(Stored items)
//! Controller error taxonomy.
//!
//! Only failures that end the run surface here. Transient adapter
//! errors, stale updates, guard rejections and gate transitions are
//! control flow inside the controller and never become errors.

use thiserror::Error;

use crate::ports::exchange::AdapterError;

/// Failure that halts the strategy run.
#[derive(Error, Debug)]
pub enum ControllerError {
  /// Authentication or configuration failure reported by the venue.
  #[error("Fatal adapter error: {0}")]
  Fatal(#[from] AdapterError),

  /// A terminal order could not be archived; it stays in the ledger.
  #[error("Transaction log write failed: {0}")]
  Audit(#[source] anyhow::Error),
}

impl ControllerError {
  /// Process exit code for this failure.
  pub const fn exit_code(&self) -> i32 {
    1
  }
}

TASK GOAL:
Work through the data and report how many of its lines hold the word "Fatal", giving only the figure.

EXERCISE OUTPUT:
2